(Stored data)
=-=-=-=-=

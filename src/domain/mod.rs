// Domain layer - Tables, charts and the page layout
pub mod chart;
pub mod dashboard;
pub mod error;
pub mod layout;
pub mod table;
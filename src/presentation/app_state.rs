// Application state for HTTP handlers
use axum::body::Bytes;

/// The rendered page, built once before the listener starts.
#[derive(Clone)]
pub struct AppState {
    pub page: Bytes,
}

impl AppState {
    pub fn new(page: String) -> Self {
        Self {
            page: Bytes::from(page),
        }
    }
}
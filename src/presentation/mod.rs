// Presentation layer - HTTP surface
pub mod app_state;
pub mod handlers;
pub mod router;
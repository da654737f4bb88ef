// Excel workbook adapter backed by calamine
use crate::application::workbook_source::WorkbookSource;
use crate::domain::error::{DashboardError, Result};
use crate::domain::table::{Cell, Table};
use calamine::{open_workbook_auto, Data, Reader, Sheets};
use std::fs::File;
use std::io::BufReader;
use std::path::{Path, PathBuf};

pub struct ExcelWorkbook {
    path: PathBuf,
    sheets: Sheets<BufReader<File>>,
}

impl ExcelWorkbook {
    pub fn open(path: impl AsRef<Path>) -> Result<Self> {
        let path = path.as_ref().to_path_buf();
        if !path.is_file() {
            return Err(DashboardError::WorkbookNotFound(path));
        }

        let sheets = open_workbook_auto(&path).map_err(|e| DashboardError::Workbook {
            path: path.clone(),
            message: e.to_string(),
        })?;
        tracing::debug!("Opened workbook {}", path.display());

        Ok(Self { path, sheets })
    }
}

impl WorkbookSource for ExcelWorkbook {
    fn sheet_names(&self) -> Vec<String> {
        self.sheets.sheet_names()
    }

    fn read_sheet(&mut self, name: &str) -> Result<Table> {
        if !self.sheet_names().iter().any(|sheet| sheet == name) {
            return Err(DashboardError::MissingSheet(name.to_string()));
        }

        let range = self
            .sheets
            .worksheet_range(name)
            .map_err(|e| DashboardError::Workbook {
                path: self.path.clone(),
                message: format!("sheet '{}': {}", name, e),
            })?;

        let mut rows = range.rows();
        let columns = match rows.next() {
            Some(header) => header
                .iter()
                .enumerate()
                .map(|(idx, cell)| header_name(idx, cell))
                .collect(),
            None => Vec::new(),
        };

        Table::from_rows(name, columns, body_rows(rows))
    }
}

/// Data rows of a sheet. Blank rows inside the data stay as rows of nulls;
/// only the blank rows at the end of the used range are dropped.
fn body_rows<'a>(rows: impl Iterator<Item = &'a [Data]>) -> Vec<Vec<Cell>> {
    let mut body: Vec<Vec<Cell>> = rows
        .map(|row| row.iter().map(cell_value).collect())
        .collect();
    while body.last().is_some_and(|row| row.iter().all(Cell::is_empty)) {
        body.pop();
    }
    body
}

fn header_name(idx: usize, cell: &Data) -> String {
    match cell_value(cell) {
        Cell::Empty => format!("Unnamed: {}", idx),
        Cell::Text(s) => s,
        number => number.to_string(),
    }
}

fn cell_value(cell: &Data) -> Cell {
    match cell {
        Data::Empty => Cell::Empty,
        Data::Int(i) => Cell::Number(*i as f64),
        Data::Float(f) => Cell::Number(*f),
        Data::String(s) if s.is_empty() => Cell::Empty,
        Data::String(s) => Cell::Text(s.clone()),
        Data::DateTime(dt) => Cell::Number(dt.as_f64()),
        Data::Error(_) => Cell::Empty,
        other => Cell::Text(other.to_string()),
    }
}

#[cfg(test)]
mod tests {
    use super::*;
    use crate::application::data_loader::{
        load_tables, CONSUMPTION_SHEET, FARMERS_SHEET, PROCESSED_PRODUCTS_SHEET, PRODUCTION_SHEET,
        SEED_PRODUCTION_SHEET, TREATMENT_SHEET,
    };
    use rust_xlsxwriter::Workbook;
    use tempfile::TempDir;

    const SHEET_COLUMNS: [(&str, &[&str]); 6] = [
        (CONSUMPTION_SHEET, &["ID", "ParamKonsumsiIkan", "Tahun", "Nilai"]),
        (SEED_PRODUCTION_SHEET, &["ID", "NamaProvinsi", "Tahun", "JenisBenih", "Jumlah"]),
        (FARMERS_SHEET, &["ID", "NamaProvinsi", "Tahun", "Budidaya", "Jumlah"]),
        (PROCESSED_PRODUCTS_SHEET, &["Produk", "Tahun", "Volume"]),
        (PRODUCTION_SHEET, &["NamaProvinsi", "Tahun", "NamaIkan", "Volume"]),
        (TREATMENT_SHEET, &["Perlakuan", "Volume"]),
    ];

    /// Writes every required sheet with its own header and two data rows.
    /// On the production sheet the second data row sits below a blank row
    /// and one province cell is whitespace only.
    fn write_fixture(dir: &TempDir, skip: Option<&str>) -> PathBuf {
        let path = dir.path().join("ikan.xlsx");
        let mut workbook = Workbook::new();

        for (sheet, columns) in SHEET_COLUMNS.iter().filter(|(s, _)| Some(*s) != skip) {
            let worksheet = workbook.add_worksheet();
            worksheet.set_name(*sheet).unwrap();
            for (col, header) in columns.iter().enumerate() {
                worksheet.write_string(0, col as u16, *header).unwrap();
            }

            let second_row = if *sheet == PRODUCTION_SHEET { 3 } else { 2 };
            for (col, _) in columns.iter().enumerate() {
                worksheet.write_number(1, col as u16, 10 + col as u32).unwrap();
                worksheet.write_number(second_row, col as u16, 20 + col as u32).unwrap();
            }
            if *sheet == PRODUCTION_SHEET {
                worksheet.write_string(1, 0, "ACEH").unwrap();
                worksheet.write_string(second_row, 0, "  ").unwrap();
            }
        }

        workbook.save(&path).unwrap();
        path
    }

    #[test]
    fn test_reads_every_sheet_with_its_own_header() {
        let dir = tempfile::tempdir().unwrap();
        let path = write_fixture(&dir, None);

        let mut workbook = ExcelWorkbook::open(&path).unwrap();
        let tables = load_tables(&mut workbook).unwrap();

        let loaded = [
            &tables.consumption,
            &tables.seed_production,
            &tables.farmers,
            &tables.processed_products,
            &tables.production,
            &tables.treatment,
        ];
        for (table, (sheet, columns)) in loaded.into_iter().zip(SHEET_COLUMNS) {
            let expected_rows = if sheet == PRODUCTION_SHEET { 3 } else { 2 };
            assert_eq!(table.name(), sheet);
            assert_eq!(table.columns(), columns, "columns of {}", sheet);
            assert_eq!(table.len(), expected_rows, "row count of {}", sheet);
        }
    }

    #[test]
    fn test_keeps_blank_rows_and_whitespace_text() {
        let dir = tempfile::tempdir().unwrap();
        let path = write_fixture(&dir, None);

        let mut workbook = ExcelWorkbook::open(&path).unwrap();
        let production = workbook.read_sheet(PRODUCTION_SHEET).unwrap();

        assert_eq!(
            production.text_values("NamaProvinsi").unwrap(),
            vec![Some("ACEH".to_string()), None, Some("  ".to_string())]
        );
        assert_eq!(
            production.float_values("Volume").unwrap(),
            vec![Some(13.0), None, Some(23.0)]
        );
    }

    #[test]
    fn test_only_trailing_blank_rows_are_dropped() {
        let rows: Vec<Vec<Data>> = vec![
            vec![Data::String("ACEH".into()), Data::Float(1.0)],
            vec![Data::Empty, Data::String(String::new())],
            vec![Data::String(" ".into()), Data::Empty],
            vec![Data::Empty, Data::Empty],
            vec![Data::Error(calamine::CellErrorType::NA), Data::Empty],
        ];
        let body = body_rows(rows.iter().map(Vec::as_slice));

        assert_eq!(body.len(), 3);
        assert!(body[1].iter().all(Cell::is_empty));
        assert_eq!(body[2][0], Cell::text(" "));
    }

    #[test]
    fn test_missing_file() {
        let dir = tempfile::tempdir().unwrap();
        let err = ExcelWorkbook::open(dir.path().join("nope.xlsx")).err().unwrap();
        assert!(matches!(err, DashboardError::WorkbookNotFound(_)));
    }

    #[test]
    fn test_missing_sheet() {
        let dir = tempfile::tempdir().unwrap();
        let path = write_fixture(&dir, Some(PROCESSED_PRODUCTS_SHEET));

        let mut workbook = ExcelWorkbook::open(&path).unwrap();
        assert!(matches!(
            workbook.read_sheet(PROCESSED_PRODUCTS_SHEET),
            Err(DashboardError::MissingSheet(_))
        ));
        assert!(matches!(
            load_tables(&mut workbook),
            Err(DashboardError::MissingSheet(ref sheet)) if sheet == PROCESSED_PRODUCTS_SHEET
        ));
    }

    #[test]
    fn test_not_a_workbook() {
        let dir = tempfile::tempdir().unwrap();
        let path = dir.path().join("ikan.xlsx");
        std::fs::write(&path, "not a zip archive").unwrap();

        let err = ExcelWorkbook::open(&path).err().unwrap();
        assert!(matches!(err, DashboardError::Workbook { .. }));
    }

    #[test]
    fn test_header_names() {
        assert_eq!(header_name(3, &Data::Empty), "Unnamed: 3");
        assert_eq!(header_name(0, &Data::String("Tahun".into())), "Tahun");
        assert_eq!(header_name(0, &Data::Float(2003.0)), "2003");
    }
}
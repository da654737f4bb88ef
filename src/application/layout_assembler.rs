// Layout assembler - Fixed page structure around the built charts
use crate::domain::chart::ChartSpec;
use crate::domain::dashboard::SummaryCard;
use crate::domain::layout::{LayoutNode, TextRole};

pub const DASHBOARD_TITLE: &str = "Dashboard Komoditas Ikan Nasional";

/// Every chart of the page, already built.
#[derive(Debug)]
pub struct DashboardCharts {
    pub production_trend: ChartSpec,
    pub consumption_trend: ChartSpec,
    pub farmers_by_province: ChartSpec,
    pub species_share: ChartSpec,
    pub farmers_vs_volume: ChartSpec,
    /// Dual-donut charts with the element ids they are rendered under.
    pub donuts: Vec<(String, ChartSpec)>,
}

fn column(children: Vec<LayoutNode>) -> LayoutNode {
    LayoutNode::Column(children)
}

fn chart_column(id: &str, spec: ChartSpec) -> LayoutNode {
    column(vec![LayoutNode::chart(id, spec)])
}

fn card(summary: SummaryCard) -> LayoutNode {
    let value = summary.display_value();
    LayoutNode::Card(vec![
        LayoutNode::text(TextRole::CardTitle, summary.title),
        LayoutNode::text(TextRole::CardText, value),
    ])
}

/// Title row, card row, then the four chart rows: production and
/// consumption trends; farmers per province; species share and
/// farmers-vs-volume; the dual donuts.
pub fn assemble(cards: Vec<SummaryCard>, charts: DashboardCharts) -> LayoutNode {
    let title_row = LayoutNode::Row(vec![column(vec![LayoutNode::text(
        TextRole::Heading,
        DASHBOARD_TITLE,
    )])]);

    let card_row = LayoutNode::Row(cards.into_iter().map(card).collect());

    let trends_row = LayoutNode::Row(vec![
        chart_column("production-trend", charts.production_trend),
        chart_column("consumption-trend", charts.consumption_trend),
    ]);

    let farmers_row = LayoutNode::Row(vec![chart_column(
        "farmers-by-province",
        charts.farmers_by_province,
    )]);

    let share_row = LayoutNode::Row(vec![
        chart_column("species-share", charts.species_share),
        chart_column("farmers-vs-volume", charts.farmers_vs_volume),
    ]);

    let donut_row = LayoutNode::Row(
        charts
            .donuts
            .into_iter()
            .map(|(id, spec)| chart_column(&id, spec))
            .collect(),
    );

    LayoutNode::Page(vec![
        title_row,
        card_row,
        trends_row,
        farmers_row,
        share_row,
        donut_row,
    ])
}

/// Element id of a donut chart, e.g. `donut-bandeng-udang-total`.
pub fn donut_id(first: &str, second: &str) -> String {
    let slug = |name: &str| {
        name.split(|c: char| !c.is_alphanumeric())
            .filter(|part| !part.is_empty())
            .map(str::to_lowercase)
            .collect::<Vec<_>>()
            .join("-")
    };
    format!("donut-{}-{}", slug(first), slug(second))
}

=-=-=-=-=

> _WHAT IS BEING ASKED_: Whenever a line above includes "calamine", copy it in full.

> _TASK SOLUTION_:
// Excel workbook adapter backed by calamine
use calamine::{open_workbook_auto, Data, Reader, Sheets};
            vec![Data::Error(calamine::CellErrorType::NA), Data::Empty],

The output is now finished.